Start of Data provided
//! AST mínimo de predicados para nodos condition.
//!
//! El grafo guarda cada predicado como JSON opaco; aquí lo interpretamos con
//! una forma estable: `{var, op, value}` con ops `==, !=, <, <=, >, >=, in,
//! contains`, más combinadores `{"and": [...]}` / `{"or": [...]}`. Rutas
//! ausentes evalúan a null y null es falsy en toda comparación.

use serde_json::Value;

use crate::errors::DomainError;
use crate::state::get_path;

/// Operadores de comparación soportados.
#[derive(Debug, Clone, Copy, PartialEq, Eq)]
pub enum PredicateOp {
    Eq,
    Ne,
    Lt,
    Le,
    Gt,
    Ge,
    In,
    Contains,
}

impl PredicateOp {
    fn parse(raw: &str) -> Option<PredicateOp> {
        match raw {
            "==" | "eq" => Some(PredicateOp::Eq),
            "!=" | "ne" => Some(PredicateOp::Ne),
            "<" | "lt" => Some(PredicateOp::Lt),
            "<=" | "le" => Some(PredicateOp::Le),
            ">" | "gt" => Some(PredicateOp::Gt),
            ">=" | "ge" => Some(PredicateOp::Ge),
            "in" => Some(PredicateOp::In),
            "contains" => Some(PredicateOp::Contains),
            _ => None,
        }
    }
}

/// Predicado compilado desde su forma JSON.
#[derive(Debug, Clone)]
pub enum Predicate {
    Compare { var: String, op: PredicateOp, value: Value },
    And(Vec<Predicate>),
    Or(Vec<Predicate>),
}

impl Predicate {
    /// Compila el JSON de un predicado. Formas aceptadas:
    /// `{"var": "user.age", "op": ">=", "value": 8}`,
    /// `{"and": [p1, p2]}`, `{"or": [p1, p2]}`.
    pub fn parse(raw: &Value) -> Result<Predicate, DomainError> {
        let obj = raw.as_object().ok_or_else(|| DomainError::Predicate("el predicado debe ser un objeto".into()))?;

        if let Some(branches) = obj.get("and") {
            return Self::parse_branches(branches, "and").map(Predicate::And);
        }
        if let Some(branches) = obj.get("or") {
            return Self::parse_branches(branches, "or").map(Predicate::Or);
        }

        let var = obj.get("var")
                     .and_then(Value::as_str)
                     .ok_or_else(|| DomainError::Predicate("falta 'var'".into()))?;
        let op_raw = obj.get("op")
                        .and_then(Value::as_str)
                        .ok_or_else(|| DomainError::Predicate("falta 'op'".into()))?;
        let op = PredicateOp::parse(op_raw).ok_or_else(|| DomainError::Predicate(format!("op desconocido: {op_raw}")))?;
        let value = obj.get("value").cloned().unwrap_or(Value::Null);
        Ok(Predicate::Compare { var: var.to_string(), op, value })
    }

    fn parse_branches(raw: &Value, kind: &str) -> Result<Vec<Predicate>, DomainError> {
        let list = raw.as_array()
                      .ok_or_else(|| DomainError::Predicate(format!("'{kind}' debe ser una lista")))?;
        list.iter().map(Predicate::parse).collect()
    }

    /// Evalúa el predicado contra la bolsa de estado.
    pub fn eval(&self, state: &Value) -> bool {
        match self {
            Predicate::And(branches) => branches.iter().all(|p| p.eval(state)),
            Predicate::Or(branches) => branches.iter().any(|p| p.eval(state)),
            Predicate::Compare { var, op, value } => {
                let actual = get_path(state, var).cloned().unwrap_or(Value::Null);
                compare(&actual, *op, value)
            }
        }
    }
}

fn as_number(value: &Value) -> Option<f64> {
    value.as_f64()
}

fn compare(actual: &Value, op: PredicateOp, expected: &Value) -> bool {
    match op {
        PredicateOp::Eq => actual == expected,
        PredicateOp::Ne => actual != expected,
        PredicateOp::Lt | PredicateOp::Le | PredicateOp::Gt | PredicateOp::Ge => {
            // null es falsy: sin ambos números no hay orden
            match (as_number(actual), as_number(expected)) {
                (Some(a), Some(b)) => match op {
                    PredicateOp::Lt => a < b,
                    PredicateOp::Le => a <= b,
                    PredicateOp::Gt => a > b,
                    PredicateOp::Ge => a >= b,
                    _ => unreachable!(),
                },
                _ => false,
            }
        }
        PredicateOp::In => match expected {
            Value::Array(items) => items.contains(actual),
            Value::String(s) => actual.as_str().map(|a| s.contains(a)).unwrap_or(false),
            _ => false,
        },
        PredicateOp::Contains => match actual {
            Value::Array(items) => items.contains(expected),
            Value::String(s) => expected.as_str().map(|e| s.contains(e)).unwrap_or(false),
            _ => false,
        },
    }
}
End of Data provided
Word for word, restate all of the data shown above.

(Exercise result)
//! AST mínimo de predicados para nodos condition.
//!
//! El grafo guarda cada predicado como JSON opaco; aquí lo interpretamos con
//! una forma estable: `{var, op, value}` con ops `==, !=, <, <=, >, >=, in,
//! contains`, más combinadores `{"and": [...]}` / `{"or": [...]}`. Rutas
//! ausentes evalúan a null y null es falsy en toda comparación.

use serde_json::Value;

use crate::errors::DomainError;
use crate::state::get_path;

/// Operadores de comparación soportados.
#[derive(Debug, Clone, Copy, PartialEq, Eq)]
pub enum PredicateOp {
    Eq,
    Ne,
    Lt,
    Le,
    Gt,
    Ge,
    In,
    Contains,
}

impl PredicateOp {
    fn parse(raw: &str) -> Option<PredicateOp> {
        match raw {
            "==" | "eq" => Some(PredicateOp::Eq),
            "!=" | "ne" => Some(PredicateOp::Ne),
            "<" | "lt" => Some(PredicateOp::Lt),
            "<=" | "le" => Some(PredicateOp::Le),
            ">" | "gt" => Some(PredicateOp::Gt),
            ">=" | "ge" => Some(PredicateOp::Ge),
            "in" => Some(PredicateOp::In),
            "contains" => Some(PredicateOp::Contains),
            _ => None,
        }
    }
}

/// Predicado compilado desde su forma JSON.
#[derive(Debug, Clone)]
pub enum Predicate {
    Compare { var: String, op: PredicateOp, value: Value },
    And(Vec<Predicate>),
    Or(Vec<Predicate>),
}

impl Predicate {
    /// Compila el JSON de un predicado. Formas aceptadas:
    /// `{"var": "user.age", "op": ">=", "value": 8}`,
    /// `{"and": [p1, p2]}`, `{"or": [p1, p2]}`.
    pub fn parse(raw: &Value) -> Result<Predicate, DomainError> {
        let obj = raw.as_object().ok_or_else(|| DomainError::Predicate("el predicado debe ser un objeto".into()))?;

        if let Some(branches) = obj.get("and") {
            return Self::parse_branches(branches, "and").map(Predicate::And);
        }
        if let Some(branches) = obj.get("or") {
            return Self::parse_branches(branches, "or").map(Predicate::Or);
        }

        let var = obj.get("var")
                     .and_then(Value::as_str)
                     .ok_or_else(|| DomainError::Predicate("falta 'var'".into()))?;
        let op_raw = obj.get("op")
                        .and_then(Value::as_str)
                        .ok_or_else(|| DomainError::Predicate("falta 'op'".into()))?;
        let op = PredicateOp::parse(op_raw).ok_or_else(|| DomainError::Predicate(format!("op desconocido: {op_raw}")))?;
        let value = obj.get("value").cloned().unwrap_or(Value::Null);
        Ok(Predicate::Compare { var: var.to_string(), op, value })
    }

    fn parse_branches(raw: &Value, kind: &str) -> Result<Vec<Predicate>, DomainError> {
        let list = raw.as_array()
                      .ok_or_else(|| DomainError::Predicate(format!("'{kind}' debe ser una lista")))?;
        list.iter().map(Predicate::parse).collect()
    }

    /// Evalúa el predicado contra la bolsa de estado.
    pub fn eval(&self, state: &Value) -> bool {
        match self {
            Predicate::And(branches) => branches.iter().all(|p| p.eval(state)),
            Predicate::Or(branches) => branches.iter().any(|p| p.eval(state)),
            Predicate::Compare { var, op, value } => {
                let actual = get_path(state, var).cloned().unwrap_or(Value::Null);
                compare(&actual, *op, value)
            }
        }
    }
}

fn as_number(value: &Value) -> Option<f64> {
    value.as_f64()
}

fn compare(actual: &Value, op: PredicateOp, expected: &Value) -> bool {
    match op {
        PredicateOp::Eq => actual == expected,
        PredicateOp::Ne => actual != expected,
        PredicateOp::Lt | PredicateOp::Le | PredicateOp::Gt | PredicateOp::Ge => {
            // null es falsy: sin ambos números no hay orden
            match (as_number(actual), as_number(expected)) {
                (Some(a), Some(b)) => match op {
                    PredicateOp::Lt => a < b,
                    PredicateOp::Le => a <= b,
                    PredicateOp::Gt => a > b,
                    PredicateOp::Ge => a >= b,
                    _ => unreachable!(),
                },
                _ => false,
            }
        }
        PredicateOp::In => match expected {
            Value::Array(items) => items.contains(actual),
            Value::String(s) => actual.as_str().map(|a| s.contains(a)).unwrap_or(false),
            _ => false,
        },
        PredicateOp::Contains => match actual {
            Value::Array(items) => items.contains(expected),
            Value::String(s) => expected.as_str().map(|e| s.contains(e)).unwrap_or(false),
            _ => false,
        },
    }
}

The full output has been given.